Stipulation for partnerships

  • complying with counter-terrorism regulation
  • accountability mechanisms
  • institutional structures

Tacit condition

  • agreement to international human rights norms
  • depolitisation
  • language skills
  • bureaucratic skills

Opportunity

  • offering protection from state oppression
  • conferring legitimacy as a partner for peace
  • invitation to speak at consultations
  • offering a safe space to meet
  • relaying on trusted networks

Exclusion

  • ignorance of unconventional groups
  • superficial engagement with positions
  • dismissal of positions

One of the most effective and regularly discussed methods throughout the literature to steer the direction of peace-oriented civil society agendas is the provision of direct financial support that is needed by most non-state actors to sustain their work. By pre-defining project topics that will be funded, civil society groups are likely to incorporate these themes into their agendas to maximise their chances of receiving their share of the available funding. Syrian NGOs recently displayed their frustration with having to adapt their programmes to donor interests on Twitter and Facebook using the hashtag #that’s_what_the_donor_wants.

What are the implications?

The relationship between local peacebuilding efforts and international support to it is more ambiguous than international donors would like to portray. On the one hand, international support can be vital to civil society’s effort to secure some space in the peacebuilding debate, in particular when national elites attempt to drive them out of the peace process. On the other hand, local discourses have often become subject to the boundaries of the institutional settings they are encouraged by rather than fundamentally changing the power structure of peace interventions. This leads to frustrations on both sides: local actors feel that donors interfere with the direction of their work while donors perceive the inclusion of civil society as ‘ineffective’ in taking the lead in the conflict resolution process. The later results from the two contradicting expectation international donors have towards peace-oriented civil society. First, as indicated in a range of policy documents the intention for providing support to local civil society in the hope of achieving more local legitimacy for peace interventions and including local level perspectives to ensure ‘local ownership’ and ‘sustainability’. Second, civil society is ought to serve as a tool for protection of the Westphalian state system in its current form and the advancement of liberal state structures imagined by outsiders.

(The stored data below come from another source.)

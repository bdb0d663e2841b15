use std::time::Duration;

use tokio::sync::mpsc::UnboundedSender;

use crate::error::AppError;
use crate::models::classification::{ClassificationResult, LinkInput};
use crate::models::folder_node::FolderNode;
use crate::models::organize::{OrganizePhase, OrganizeProgress, OrganizeSummary, PlacedLink};
use crate::services::bookmark_store::BookmarkStore;
use crate::services::classify_service::{self, CallSnapshot, ClassifyCtx};
use crate::services::folder_collector;
use crate::services::folder_resolver::{self, DEFAULT_CONTAINER_ID};
use crate::services::secret_store::SecretStore;

/// Pause after each link of a batch, to stay under provider rate limits.
pub const ORGANIZE_ITEM_DELAY: Duration = Duration::from_millis(1500);

pub struct OrganizeCtx<'a> {
    pub store: &'a dyn BookmarkStore,
    pub secrets: &'a dyn SecretStore,
    pub classify: ClassifyCtx<'a>,
    pub item_delay: Duration,
    pub progress: Option<&'a UnboundedSender<OrganizeProgress>>,
}

impl OrganizeCtx<'_> {
    fn emit(&self, phase: OrganizePhase, processed: usize, total: usize, message: String) {
        if let Some(tx) = self.progress {
            let _ = tx.send(OrganizeProgress {
                phase,
                processed,
                total,
                message,
            });
        }
    }
}

/// Folder paths under the default container, as shown to the classifier.
pub async fn existing_folder_paths(store: &dyn BookmarkStore) -> Result<Vec<String>, AppError> {
    let tree = store.get_full_tree().await?;
    Ok(tree
        .find(DEFAULT_CONTAINER_ID)
        .map(FolderNode::folder_paths)
        .unwrap_or_default())
}

/// Classifies against a fresh credential/preference snapshot and the current folders.
pub async fn classify_link(
    ctx: &OrganizeCtx<'_>,
    link: &LinkInput,
) -> Result<ClassificationResult, AppError> {
    let snapshot = CallSnapshot::load(ctx.secrets, ctx.classify.prefs).await?;
    let existing = existing_folder_paths(ctx.store).await?;
    classify_service::classify(&ctx.classify, &snapshot, link, &existing).await
}

/// Classifies an existing link and moves it into the resolved folder.
pub async fn organize_link(ctx: &OrganizeCtx<'_>, link: &FolderNode) -> Result<PlacedLink, AppError> {
    let url = link
        .url
        .as_deref()
        .ok_or_else(|| AppError::Store(format!("not a link: {}", link.id)))?;
    let result = classify_link(ctx, &LinkInput::new(url, link.title.as_str())).await?;
    let (path, folder_id) = folder_resolver::resolve(ctx.store, &result.folder_path).await?;

    let moved = link.parent_id.as_deref() != Some(folder_id.as_str());
    if moved {
        ctx.store.move_node(&link.id, &folder_id).await?;
    }
    tracing::info!(link_id = %link.id, folder_id = %folder_id, path = %path, moved, "link organized");

    Ok(PlacedLink {
        link_id: link.id.clone(),
        folder_id,
        folder_path: path.into_inner(),
        tags: result.tags,
        moved,
    })
}
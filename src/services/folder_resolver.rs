use std::collections::HashSet;

use crate::error::AppError;
use crate::models::classification::CandidatePath;
use crate::models::folder_node::MENU_ID;
use crate::services::bookmark_store::BookmarkStore;
use crate::services::name_normalizer::normalize;

/// Folder every resolved path is anchored under.
pub const DEFAULT_CONTAINER_ID: &str = MENU_ID;

/// Label as stored: trimmed, without leading or trailing path separators.
fn storage_label(segment: &str) -> &str {
    segment.trim().trim_matches(|c: char| c == '/' || c == '\\').trim()
}

/// Trims segments, drops those with an empty key (blanks, bare separators,
/// decoration only), and drops any segment whose key already appeared earlier
/// in the path. First occurrence wins.
pub fn sanitize<S: AsRef<str>>(raw: &[S]) -> CandidatePath {
    let mut seen = HashSet::new();
    let segments = raw
        .iter()
        .map(|s| s.as_ref().trim())
        .filter(|s| {
            let key = normalize(s);
            !key.is_empty() && seen.insert(key)
        })
        .map(str::to_string)
        .collect();
    CandidatePath::from_sanitized(segments)
}

/// Walks `path` from the default container, reusing any child folder whose key
/// matches and creating the rest. Returns the id of the deepest folder reached.
///
/// Store failures propagate as-is.
pub async fn ensure<S: AsRef<str>>(
    store: &dyn BookmarkStore,
    path: &[S],
) -> Result<String, AppError> {
    ensure_under(store, DEFAULT_CONTAINER_ID, path).await
}

pub async fn ensure_under<S: AsRef<str>>(
    store: &dyn BookmarkStore,
    start_id: &str,
    path: &[S],
) -> Result<String, AppError> {
    let mut current = start_id.to_string();
    let mut previous_key: Option<String> = None;

    for segment in path {
        let label = storage_label(segment.as_ref());
        let key = normalize(label);
        if key.is_empty() {
            continue;
        }
        // "Technology → Technology" nests a category under itself.
        if previous_key.as_deref() == Some(key.as_str()) {
            continue;
        }

        let existing = store
            .list_children(&current)
            .await?
            .into_iter()
            .find(|child| child.is_folder() && normalize(&child.title) == key);

        current = match existing {
            Some(folder) => folder.id,
            None => {
                let id = store.create_folder(&current, label).await?;
                tracing::debug!(folder_id = %id, title = %label, "created folder");
                id
            }
        };
        previous_key = Some(key);
    }

    Ok(current)
}

/// `sanitize` then `ensure`.
pub async fn resolve<S: AsRef<str>>(
    store: &dyn BookmarkStore,
    raw: &[S],
) -> Result<(CandidatePath, String), AppError> {
    let path = sanitize(raw);
    let folder_id = ensure(store, path.segments()).await?;
    Ok((path, folder_id))
}
//! CLI parse tests.

use super::{Cli, CliCommand};
use clap::Parser;

pub(super) fn parse(args: &[&str]) -> Cli {
    Cli::try_parse_from(args).unwrap()
}

mod fetch;
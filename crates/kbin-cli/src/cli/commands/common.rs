//! Engine wiring and output shared by the fetching commands.

use anyhow::Result;
use kbin_core::config::KbinConfig;
use kbin_core::engine::BatchOutcome;
use kbin_core::executor;
use kbin_core::{AcquisitionEngine, ArtifactDescriptor, IntegrityChecker, ResultRegistry};
use std::collections::BTreeMap;

/// Builds the executor and checker from `cfg` and runs `f` once per arch with
/// an engine sharing one registry. Stops at the first failing arch.
pub fn with_engine<F>(cfg: &KbinConfig, arches: &[String], mut f: F) -> Result<ResultRegistry>
where
    F: FnMut(&AcquisitionEngine<'_>, &str) -> Result<BatchOutcome>,
{
    let executor = executor::from_config(cfg);
    let checker = IntegrityChecker::new(cfg.checksum_table()?);
    if checker.table().is_empty() {
        tracing::warn!("no reference checksums configured; existing files will not be verified");
    }
    let registry = ResultRegistry::new();
    {
        let engine = AcquisitionEngine::new(executor.as_ref(), &checker, &registry);
        for arch in arches {
            let outcome = f(&engine, arch)?;
            if outcome.legacy_fetched {
                tracing::info!("fetched legacy helm2 client for {}", arch);
            }
        }
    }
    Ok(registry)
}

/// Prints the registered binaries for each arch, as a table or as JSON.
pub fn print_registry(registry: &ResultRegistry, arches: &[String], json: bool) -> Result<()> {
    let mut by_arch: BTreeMap<&str, Vec<ArtifactDescriptor>> = BTreeMap::new();
    for arch in arches {
        if let Some(set) = registry.binaries(arch) {
            by_arch.insert(arch, set.values().cloned().collect());
        }
    }
    print_descriptors(&by_arch, json)
}

pub fn print_descriptors(
    by_arch: &BTreeMap<&str, Vec<ArtifactDescriptor>>,
    json: bool,
) -> Result<()> {
    if json {
        println!("{}", serde_json::to_string_pretty(by_arch)?);
        return Ok(());
    }
    for (arch, descriptors) in by_arch {
        println!("{}:", arch);
        for d in descriptors {
            println!("  {:<8} {:<10} {}", d.id(), d.version(), d.path().display());
        }
    }
    Ok(())
}
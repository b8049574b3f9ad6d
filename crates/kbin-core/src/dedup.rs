//! Collapse descriptors that resolve to the same identity.

use crate::artifact::ArtifactDescriptor;
use std::collections::HashSet;

/// Keeps the first descriptor seen for each identity, preserving input order.
pub fn dedup_by_identity<I>(candidates: I) -> Vec<ArtifactDescriptor>
where
    I: IntoIterator<Item = ArtifactDescriptor>,
{
    let mut seen = HashSet::new();
    candidates
        .into_iter()
        .filter(|d| seen.insert(d.identity()))
        .collect()
}
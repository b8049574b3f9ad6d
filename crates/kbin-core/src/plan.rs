//! Binary plans: which descriptors a node install or an offline artifact needs.
//!
//! `cluster_plan` covers an online install using the configured default
//! versions. `artifact_plan` reads versions from an artifact manifest and
//! fetches one docker bundle per distinct runtime version.

use crate::artifact::ArtifactDescriptor;
use crate::config::KbinConfig;
use crate::dedup::dedup_by_identity;
use crate::engine::{AcquisitionEngine, BatchOutcome};
use crate::error::{FetchError, PlanError};
use anyhow::{Context, Result};
use serde::{Deserialize, Serialize};
use std::fs;
use std::path::Path;

/// Container runtime type whose version maps directly onto a docker bundle.
pub const DOCKER_RUNTIME: &str = "docker";

#[derive(Debug, Clone, Default, PartialEq, Eq, Serialize, Deserialize)]
#[serde(default)]
pub struct ComponentVersion {
    pub version: String,
}

#[derive(Debug, Clone, PartialEq, Eq, Serialize, Deserialize)]
pub struct ContainerRuntime {
    #[serde(rename = "type")]
    pub kind: String,
    #[serde(default)]
    pub version: String,
}

#[derive(Debug, Clone, Default, PartialEq, Eq, Serialize, Deserialize)]
#[serde(default)]
pub struct Components {
    pub etcd: ComponentVersion,
    pub cni: ComponentVersion,
    pub helm: ComponentVersion,
    pub crictl: ComponentVersion,
    pub container_runtimes: Vec<ContainerRuntime>,
}

/// Offline artifact manifest (TOML).
#[derive(Debug, Clone, Default, PartialEq, Eq, Serialize, Deserialize)]
#[serde(default)]
pub struct ArtifactManifest {
    pub components: Components,
}

impl ArtifactManifest {
    pub fn from_toml_str(data: &str) -> Result<Self> {
        toml::from_str(data).context("parse artifact manifest")
    }

    pub fn load(path: &Path) -> Result<Self> {
        let data =
            fs::read_to_string(path).with_context(|| format!("read {}", path.display()))?;
        Self::from_toml_str(&data).with_context(|| format!("load {}", path.display()))
    }
}

fn descriptor(cfg: &KbinConfig, id: &str, arch: &str, version: &str) -> Result<ArtifactDescriptor, PlanError> {
    ArtifactDescriptor::new(id, arch, version, &cfg.base_dir, cfg.zone)
}

/// Everything an online node install needs, in fetch order.
pub fn cluster_plan(
    cfg: &KbinConfig,
    kube_version: &str,
    arch: &str,
) -> Result<Vec<ArtifactDescriptor>, PlanError> {
    let d = &cfg.defaults;
    Ok(vec![
        descriptor(cfg, "kubeadm", arch, kube_version)?,
        descriptor(cfg, "kubelet", arch, kube_version)?,
        descriptor(cfg, "kubectl", arch, kube_version)?,
        descriptor(cfg, "helm", arch, &d.helm)?,
        descriptor(cfg, "kubecni", arch, &d.cni)?,
        descriptor(cfg, "docker", arch, &d.docker)?,
        descriptor(cfg, "crictl", arch, &d.crictl)?,
        descriptor(cfg, "etcd", arch, &d.etcd)?,
    ])
}

/// Docker versions requested by the runtime list, first-seen order, no repeats.
/// Runtimes other than docker still need the docker CLI bundle at the default version.
pub fn docker_plan(
    cfg: &KbinConfig,
    runtimes: &[ContainerRuntime],
    arch: &str,
) -> Result<Vec<ArtifactDescriptor>, PlanError> {
    let candidates = runtimes
        .iter()
        .map(|rt| {
            let version = if rt.kind == DOCKER_RUNTIME {
                rt.version.as_str()
            } else {
                cfg.defaults.docker.as_str()
            };
            descriptor(cfg, "docker", arch, version)
        })
        .collect::<Result<Vec<_>, _>>()?;
    Ok(dedup_by_identity(candidates))
}

/// Descriptors for an offline artifact built from `manifest`.
/// crictl is only included when the manifest pins a version.
pub fn artifact_plan(
    cfg: &KbinConfig,
    manifest: &ArtifactManifest,
    kube_version: &str,
    arch: &str,
) -> Result<Vec<ArtifactDescriptor>, PlanError> {
    let c = &manifest.components;
    let mut plan = vec![
        descriptor(cfg, "kubeadm", arch, kube_version)?,
        descriptor(cfg, "kubelet", arch, kube_version)?,
        descriptor(cfg, "kubectl", arch, kube_version)?,
        descriptor(cfg, "helm", arch, &c.helm.version)?,
        descriptor(cfg, "kubecni", arch, &c.cni.version)?,
        descriptor(cfg, "etcd", arch, &c.etcd.version)?,
    ];
    plan.extend(docker_plan(cfg, &c.container_runtimes, arch)?);
    if !c.crictl.version.is_empty() {
        plan.push(descriptor(cfg, "crictl", arch, &c.crictl.version)?);
    }
    Ok(plan)
}

/// Fetches the online install set for `arch` and registers it.
pub fn download_cluster_binaries(
    engine: &AcquisitionEngine<'_>,
    cfg: &KbinConfig,
    kube_version: &str,
    arch: &str,
    kubesphere_version: Option<&str>,
) -> Result<BatchOutcome, FetchError> {
    let plan = cluster_plan(cfg, kube_version, arch)?;
    Ok(engine.acquire_batch(arch, plan, kubesphere_version)?)
}

/// Fetches the artifact set described by `manifest` for `arch` and registers it.
pub fn download_artifact_binaries(
    engine: &AcquisitionEngine<'_>,
    cfg: &KbinConfig,
    manifest: &ArtifactManifest,
    kube_version: &str,
    arch: &str,
) -> Result<BatchOutcome, FetchError> {
    let plan = artifact_plan(cfg, manifest, kube_version, arch)?;
    Ok(engine.acquire_batch(arch, plan, None)?)
}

While the international engagement with civil society seems to be contradictory from a peacebuilding perspective, it does indeed support international objectives from a governance perspective. The current support to local civil society and the introduced methods of CSC are granting international donors direct intervention into local structures rather than trough the setting of legal and institutional frameworks – or indeed, it opens the possibility to intervene through both doors and tell a consistent story. This raises the fundamental question of whose peace is being supported when international donors have found a way – at least partly – to govern local peace agency.

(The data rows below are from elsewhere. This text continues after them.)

//! CLI for kbin.

mod commands;

use anyhow::Result;
use clap::{Parser, Subcommand};
use clap_complete::Shell;
use kbin_core::config;
use std::path::{Path, PathBuf};

use commands::{run_artifact, run_checksum, run_completions, run_fetch, run_man, run_plan};

/// Top-level CLI for kbin.
#[derive(Debug, Parser)]
#[command(name = "kbin")]
#[command(about = "kbin: fetch, verify and cache Kubernetes node binaries", long_about = None)]
pub struct Cli {
    /// Config file to use instead of ~/.config/kbin/config.toml.
    #[arg(long, global = true, value_name = "PATH")]
    pub config: Option<PathBuf>,

    #[command(subcommand)]
    pub command: CliCommand,
}

#[derive(Debug, Subcommand)]
pub enum CliCommand {
    /// Download the binaries for an online cluster install.
    Fetch {
        /// Kubernetes version for kubeadm, kubelet and kubectl (e.g. v1.21.5).
        #[arg(long)]
        kube_version: String,
        /// Target architectures, comma separated.
        #[arg(long = "arch", default_value = "amd64", value_delimiter = ',')]
        arches: Vec<String>,
        /// KubeSphere version; v2.1.1 also fetches the helm2 client.
        #[arg(long)]
        kubesphere_version: Option<String>,
        /// Print the resolved binaries as JSON.
        #[arg(long)]
        json: bool,
    },

    /// Download the binaries listed in an offline artifact manifest.
    Artifact {
        /// Path to the artifact manifest (TOML).
        #[arg(long)]
        manifest: PathBuf,
        #[arg(long)]
        kube_version: String,
        #[arg(long = "arch", default_value = "amd64", value_delimiter = ',')]
        arches: Vec<String>,
        #[arg(long)]
        json: bool,
    },

    /// Show what would be fetched and where, without downloading.
    Plan {
        #[arg(long)]
        kube_version: String,
        #[arg(long = "arch", default_value = "amd64", value_delimiter = ',')]
        arches: Vec<String>,
        /// Plan from an artifact manifest instead of the default versions.
        #[arg(long)]
        manifest: Option<PathBuf>,
    },

    /// Compute SHA-256 of a file (e.g. to fill in the checksum table).
    Checksum {
        /// Path to the file.
        path: String,
    },

    /// Print shell completions.
    Completions {
        shell: Shell,
    },

    /// Print the man page.
    Man,
}

impl CliCommand {
    pub fn run_from_args() -> Result<()> {
        let cli = Cli::parse();

        match &cli.command {
            CliCommand::Completions { shell } => return run_completions(*shell),
            CliCommand::Man => return run_man(),
            CliCommand::Checksum { path } => return run_checksum(Path::new(path)),
            _ => {}
        }

        let cfg = match &cli.config {
            Some(path) => config::load_from(path)?,
            None => config::load_or_init()?,
        };
        tracing::debug!("loaded config: {:?}", cfg);

        match cli.command {
            CliCommand::Fetch {
                kube_version,
                arches,
                kubesphere_version,
                json,
            } => run_fetch(&cfg, &kube_version, &arches, kubesphere_version.as_deref(), json)?,
            CliCommand::Artifact {
                manifest,
                kube_version,
                arches,
                json,
            } => run_artifact(&cfg, &manifest, &kube_version, &arches, json)?,
            CliCommand::Plan {
                kube_version,
                arches,
                manifest,
            } => run_plan(&cfg, &kube_version, &arches, manifest.as_deref())?,
            CliCommand::Checksum { .. } | CliCommand::Completions { .. } | CliCommand::Man => {}
        }

        Ok(())
    }
}

#[cfg(test)]
mod tests;
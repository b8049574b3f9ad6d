//! Artifact command: binaries listed in an offline artifact manifest.

use super::common::{print_registry, with_engine};
use anyhow::Result;
use kbin_core::config::KbinConfig;
use kbin_core::plan::{self, ArtifactManifest};
use std::path::Path;

pub fn run_artifact(
    cfg: &KbinConfig,
    manifest_path: &Path,
    kube_version: &str,
    arches: &[String],
    json: bool,
) -> Result<()> {
    let manifest = ArtifactManifest::load(manifest_path)?;
    let registry = with_engine(cfg, arches, |engine, arch| {
        Ok(plan::download_artifact_binaries(
            engine,
            cfg,
            &manifest,
            kube_version,
            arch,
        )?)
    })?;
    print_registry(&registry, arches, json)
}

This is not to suggest that civil society is not a capable agent to find solutions to domestic problems. In Cyprus, where I conducted a larger study on this topic, civil society has been the fiercest counter-voice to an elitist peace process that has failed for decades. To deem civil society spaces redundant would thus be a mistake. Instead, it is vital to attempt to understand local civil societies’ alternative modes of operation, challenge the existing power imbalances and rethink civil society conceptually in order to open the possibilities for local voices to relocate from the periphery to the centre of their societies and peace discourses. This would mean, at the very least, a need to reconsider what ‘successful funding’ means. Only when local actors are a central part of a genuinely inclusive peacebuilding discourse, one can start to explore the extent to which civil society is a successful builder of peace.